Minutes after writing these words, my mother brought her life to an end, sitting in her parked, running car until carbon monoxide overcame her. Fifty-two years old, widowed five years earlier, she had struggled with untreated depression throughout her adult life. She had first tried to kill herself at the age of 18; I remember two attempts in her 30s.
Given my mother’s history, her death was not terribly surprising. But still, it was a shock for me—her only child and then in my 20s—and for other family and friends. Suicide, and the mental illness that causes it, is devastating for survivors.
Although our experience is traumatic, it is increasingly common. As of 2010, more Americans die by suicide than in car accidents. Murder grabs more headlines than suicide, but every year, twice as many people in the United States kill themselves than are murdered. And the rising rate of suicide among young veterans is gaining attention as one of the human costs of recent wars. Every day, about 2 veterans under the age of 30 kill themselves, an increase of more than 40 percent between 2009 and 2011.
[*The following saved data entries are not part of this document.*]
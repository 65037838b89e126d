use super::{pause, warmup_jitter};
use crate::analytics::metrics::RunMetrics;
use crate::configs::run::RunConfig;
use crate::error::{HammerError, OperationError};
use crate::invoker::SessionFactory;
use crate::utils::finish_condition::RunFinishCondition;
use hammer_report::actor_kind::ActorKind;
use hammer_report::actor_stats::ActorStats;
use std::sync::Arc;
use std::time::Duration;
use tokio::time::Instant;
use tracing::{debug, info};

pub struct Selector {
    session_factory: Arc<dyn SessionFactory>,
    selector_id: u32,
    config: Arc<RunConfig>,
    metrics: Arc<RunMetrics>,
    finish_condition: Arc<RunFinishCondition>,
    warmup_jitter: Duration,
}

impl Selector {
    pub fn new(
        session_factory: Arc<dyn SessionFactory>,
        selector_id: u32,
        config: Arc<RunConfig>,
        metrics: Arc<RunMetrics>,
        finish_condition: Arc<RunFinishCondition>,
        warmup_jitter: Duration,
    ) -> Self {
        Self {
            session_factory,
            selector_id,
            config,
            metrics,
            finish_condition,
            warmup_jitter,
        }
    }

    pub async fn run(&self) -> Result<ActorStats, HammerError> {
        warmup_jitter(self.warmup_jitter).await;

        let mut session = self.session_factory.create_session().await?;
        let operation = self.config.select_operation.as_str();
        let timeout = self.config.query_timeout();
        let recompile_after = self.config.recompile_select_after;
        let mut report = ActorStats::new(ActorKind::Selector, self.selector_id);

        info!(
            "Selector #{} → calling '{}' every {} ms until {}...",
            self.selector_id,
            operation,
            self.config.select_delay_ms,
            self.finish_condition.total_str()
        );

        while !self.finish_condition.check() {
            let before_call = Instant::now();
            report.units += 1;
            match session.invoke(operation, timeout, None).await {
                Ok(()) => {}
                Err(OperationError::Timeout) => {
                    self.metrics.increment_timeouts();
                    report.timeouts += 1;
                }
                Err(error) => return Err(HammerError::operation_failed(operation, error)),
            }
            let selects = self.metrics.record_select(before_call.elapsed());

            if recompile_after > 0 && selects % recompile_after == 0 {
                if let Err(error) = session
                    .force_recompile(&self.config.insert_operation)
                    .await
                {
                    debug!(
                        "Selector #{} → recompile of '{}' after {} selects failed: {error}",
                        self.selector_id, self.config.insert_operation, selects
                    );
                }
            }

            pause(self.config.select_delay()).await;
        }

        report.print_finished();
        Ok(report)
    }
}
use super::run::RunConfig;
use super::Validatable;
use crate::error::HammerError;
use tracing::error;

impl Validatable<HammerError> for RunConfig {
    fn validate(&self) -> Result<(), HammerError> {
        let mut violations = Vec::new();

        if self.inserts == 0 {
            violations.push("inserts must be greater than 0");
        }
        if self.insert_threads == 0 {
            violations.push("insert_threads must be greater than 0");
        }
        if self.insert_batch_size == 0 {
            violations.push("insert_batch_size must be greater than 0");
        }
        if self.query_timeout_secs == 0 {
            violations.push("query_timeout_secs must be greater than 0");
        }
        if self.insert_operation.trim().is_empty() {
            violations.push("insert_operation is required");
        }
        if self.select_threads > 0 && self.select_operation.trim().is_empty() {
            violations.push("select_operation is required when select_threads is greater than 0");
        }

        if violations.is_empty() {
            return Ok(());
        }

        for violation in &violations {
            error!("Run configuration -> {violation}.");
        }
        Err(HammerError::InvalidConfiguration(violations.join(", ")))
    }
}

#[cfg(test)]
mod tests {
    use super::*;

    fn valid_config() -> RunConfig {
        RunConfig {
            insert_operation: "dbo.InsertOrder".to_owned(),
            select_operation: "dbo.FindOrders".to_owned(),
            ..RunConfig::default()
        }
    }

    #[test]
    fn defaults_with_operations_should_be_valid() {
        assert!(valid_config().validate().is_ok());
    }

    #[test]
    fn zero_inserts_should_be_rejected() {
        let config = RunConfig {
            inserts: 0,
            ..valid_config()
        };

        let error = config.validate().unwrap_err();

        assert!(matches!(error, HammerError::InvalidConfiguration(_)));
        assert!(error.to_string().contains("inserts must be greater than 0"));
    }

    #[test]
    fn every_violation_should_be_reported() {
        let config = RunConfig {
            insert_threads: 0,
            insert_batch_size: 0,
            insert_operation: String::new(),
            select_operation: " ".to_owned(),
            ..RunConfig::default()
        };

        let message = config.validate().unwrap_err().to_string();

        assert!(message.contains("insert_threads"));
        assert!(message.contains("insert_batch_size"));
        assert!(message.contains("insert_operation"));
        assert!(message.contains("select_operation"));
    }

    #[test]
    fn select_operation_should_be_optional_without_selectors() {
        let config = RunConfig {
            select_threads: 0,
            select_operation: String::new(),
            ..valid_config()
        };

        assert!(config.validate().is_ok());
    }
}
use chrono::{DateTime, Local};
use hammer_report::{
    actor_failure::ActorFailure, actor_stats::ActorStats, params::RunParams, report::RunReport,
    sample_record::SampleRecord, summary::RunSummary,
};

pub struct RunReportBuilder;

impl RunReportBuilder {
    pub fn build(
        params: RunParams,
        started_at: DateTime<Local>,
        finished_at: DateTime<Local>,
        completed: bool,
        summary: RunSummary,
        samples: Vec<SampleRecord>,
        mut actors: Vec<ActorStats>,
        mut failures: Vec<ActorFailure>,
    ) -> RunReport {
        let uuid = uuid::Uuid::new_v4();

        // Sort tallies and failures by actor type and ID
        actors.sort_by_key(|a| (a.actor_kind, a.actor_id));
        failures.sort_by_key(|f| (f.actor_kind, f.actor_id));

        RunReport {
            uuid,
            started_at: started_at.to_rfc3339(),
            finished_at: finished_at.to_rfc3339(),
            completed,
            params,
            summary,
            samples,
            actors,
            failures,
        }
    }
}
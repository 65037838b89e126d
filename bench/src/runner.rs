use crate::actors::inserter::Inserter;
use crate::actors::selector::Selector;
use crate::actors::MAX_WARMUP_JITTER;
use crate::analytics::clock::RunClock;
use crate::analytics::metrics::RunMetrics;
use crate::analytics::report_builder::RunReportBuilder;
use crate::analytics::sampler::{
    Sampler, SamplerOutput, SharedLog, DEFAULT_ECHO_INTERVAL, DEFAULT_SAMPLING_INTERVAL,
};
use crate::configs::run::RunConfig;
use crate::error::HammerError;
use crate::invoker::SessionFactory;
use crate::output::time_series_log::TimeSeriesLog;
use crate::utils::finish_condition::RunFinishCondition;
use chrono::Local;
use futures::future::select_all;
use hammer_report::actor_failure::ActorFailure;
use hammer_report::actor_kind::ActorKind;
use hammer_report::actor_stats::ActorStats;
use hammer_report::report::RunReport;
use std::sync::Arc;
use std::time::Duration;
use tokio::io::AsyncWrite;
use tokio::sync::Mutex;
use tokio::task::JoinHandle;
use tracing::{error, info, warn};

type ActorHandle = JoinHandle<Result<ActorStats, HammerError>>;

/// Result of a finished run together with the log, so callers can keep appending.
pub struct RunOutcome<W> {
    pub report: RunReport,
    pub log: TimeSeriesLog<W>,
}

/// Owns the worker pool of a run: launches inserters, selectors and the
/// sampler, joins them and produces the final report.
pub struct RunCoordinator {
    config: Arc<RunConfig>,
    session_factory: Arc<dyn SessionFactory>,
    sampling_interval: Duration,
    echo_interval: Duration,
    warmup_jitter: Duration,
}

impl RunCoordinator {
    pub fn new(config: RunConfig, session_factory: Arc<dyn SessionFactory>) -> Self {
        Self {
            config: Arc::new(config),
            session_factory,
            sampling_interval: DEFAULT_SAMPLING_INTERVAL,
            echo_interval: DEFAULT_ECHO_INTERVAL,
            warmup_jitter: MAX_WARMUP_JITTER,
        }
    }

    pub fn with_sampling(mut self, sampling_interval: Duration, echo_interval: Duration) -> Self {
        self.sampling_interval = sampling_interval;
        self.echo_interval = echo_interval;
        self
    }

    pub fn with_warmup_jitter(mut self, warmup_jitter: Duration) -> Self {
        self.warmup_jitter = warmup_jitter;
        self
    }

    /// Calls the configured setup operation on a dedicated session.
    pub async fn run_setup(&self) -> Result<(), HammerError> {
        let Some(operation) = self.config.setup_operation.as_deref() else {
            return Ok(());
        };
        info!("Running setup operation '{operation}'");
        let mut session = self.session_factory.create_session().await?;
        session
            .invoke(operation, self.config.query_timeout(), None)
            .await
            .map_err(|e| HammerError::operation_failed(operation, e))
    }

    /// Appends the table of the configured diagnostics operation to the log.
    pub async fn collect_diagnostics<W: AsyncWrite + Unpin + Send>(
        &self,
        log: &mut TimeSeriesLog<W>,
    ) -> Result<(), HammerError> {
        let Some(operation) = self.config.diagnostics_operation.as_deref() else {
            return Ok(());
        };
        info!("Collecting diagnostics from '{operation}'");
        let mut session = self.session_factory.create_session().await?;
        let table = session
            .fetch_table(operation, self.config.query_timeout())
            .await
            .map_err(|e| HammerError::operation_failed(operation, e))?;
        log.write_diagnostics("Diagnostics", &table).await?;
        Ok(())
    }

    pub async fn run<W: AsyncWrite + Unpin + Send + 'static>(
        &self,
        mut log: TimeSeriesLog<W>,
    ) -> Result<RunOutcome<W>, HammerError> {
        if self.config.insert_threads > 0 && self.config.insert_batch_size == 0 {
            return Err(HammerError::InvalidConfiguration(
                "insert_batch_size must be at least 1".to_owned(),
            ));
        }
        log.write_header().await?;
        let log: SharedLog<W> = Arc::new(Mutex::new(log));

        let metrics = Arc::new(RunMetrics::new());
        let finish_condition = RunFinishCondition::new(self.config.inserts, metrics.clone());
        let clock = Arc::new(RunClock::new());

        let started_at = Local::now();
        clock.start();

        let (mut actors, mut handles) = self.spawn_actors(&metrics, &finish_condition);
        let sampler = Sampler::new(
            metrics.clone(),
            clock.clone(),
            finish_condition.clone(),
            log.clone(),
        )
        .with_intervals(self.sampling_interval, self.echo_interval)
        .spawn();

        let mut inserters_left = self.config.insert_threads;
        if inserters_left == 0 {
            warn!("No insert workers configured, stopping selectors right away");
            finish_condition.halt();
        }

        info!("Waiting for workers to complete");
        let mut actor_stats = Vec::new();
        let mut failures = Vec::new();
        while !handles.is_empty() {
            let (result, index, remaining) = select_all(handles).await;
            handles = remaining;
            // select_all swap-removes the finished future
            let (actor_kind, actor_id) = actors.swap_remove(index);
            if actor_kind == ActorKind::Inserter {
                inserters_left -= 1;
            }

            match result.map_err(HammerError::from).and_then(|r| r) {
                Ok(stats) => actor_stats.push(stats),
                Err(error) => {
                    let failure = ActorFailure::new(
                        actor_kind,
                        actor_id,
                        error.kind().to_owned(),
                        error.to_string(),
                    );
                    error!("{}", failure.formatted_string());
                    failures.push(failure);
                }
            }

            if inserters_left == 0 && !finish_condition.check() {
                warn!(
                    "All inserters stopped at {}, stopping selectors",
                    finish_condition.status()
                );
                finish_condition.halt();
            }
        }

        clock.stop();
        let finished_at = Local::now();
        info!("All workers finished, waiting for the sampler to stop");
        let SamplerOutput { samples, .. } = match sampler.stop().await {
            Ok(output) => output,
            Err(error) => {
                error!("Sampler failed, reporting without samples: {error}");
                SamplerOutput::default()
            }
        };
        let mut log = Arc::try_unwrap(log)
            .map_err(|_| HammerError::LogStillShared)?
            .into_inner();

        let summary = metrics.snapshot().to_summary(clock.elapsed());
        let completed = finish_condition.is_target_reached();
        let params = self.config.to_params(self.session_factory.describe());
        let report = RunReportBuilder::build(
            params,
            started_at,
            finished_at,
            completed,
            summary,
            samples,
            actor_stats,
            failures,
        );

        report.print_summary();
        log.write_summary(&report.summary).await?;

        Ok(RunOutcome { report, log })
    }

    fn spawn_actors(
        &self,
        metrics: &Arc<RunMetrics>,
        finish_condition: &Arc<RunFinishCondition>,
    ) -> (Vec<(ActorKind, u32)>, Vec<ActorHandle>) {
        let inserters = self.config.insert_threads;
        let selectors = self.config.select_threads;
        let mut actors = Vec::with_capacity((inserters + selectors) as usize);
        let mut handles = Vec::with_capacity((inserters + selectors) as usize);

        info!(
            "Starting {} insert workers with {} ms cycle time",
            inserters, self.config.insert_batch_delay_ms
        );
        for inserter_id in 1..=inserters {
            let inserter = Inserter::new(
                self.session_factory.clone(),
                inserter_id,
                self.config.clone(),
                metrics.clone(),
                finish_condition.clone(),
                self.warmup_jitter,
            );
            actors.push((ActorKind::Inserter, inserter_id));
            handles.push(tokio::spawn(async move { inserter.run().await }));
        }

        info!(
            "Starting {} select workers with {} ms cycle time",
            selectors, self.config.select_delay_ms
        );
        for selector_id in 1..=selectors {
            let selector = Selector::new(
                self.session_factory.clone(),
                selector_id,
                self.config.clone(),
                metrics.clone(),
                finish_condition.clone(),
                self.warmup_jitter,
            );
            actors.push((ActorKind::Selector, selector_id));
            handles.push(tokio::spawn(async move { selector.run().await }));
        }

        (actors, handles)
    }
}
Despite the fact that suicide affects so many people, few of us are equipped to respond when we learn that someone we know has lost a loved one in this way. When my mother died, I was surprised by the number of people who, never having met her, passed judgment on the manner of her death. Many blamed her, asking, “How could she do that to you?” Others offered a quick affirmation of her “choice” to end her life “on her own terms.”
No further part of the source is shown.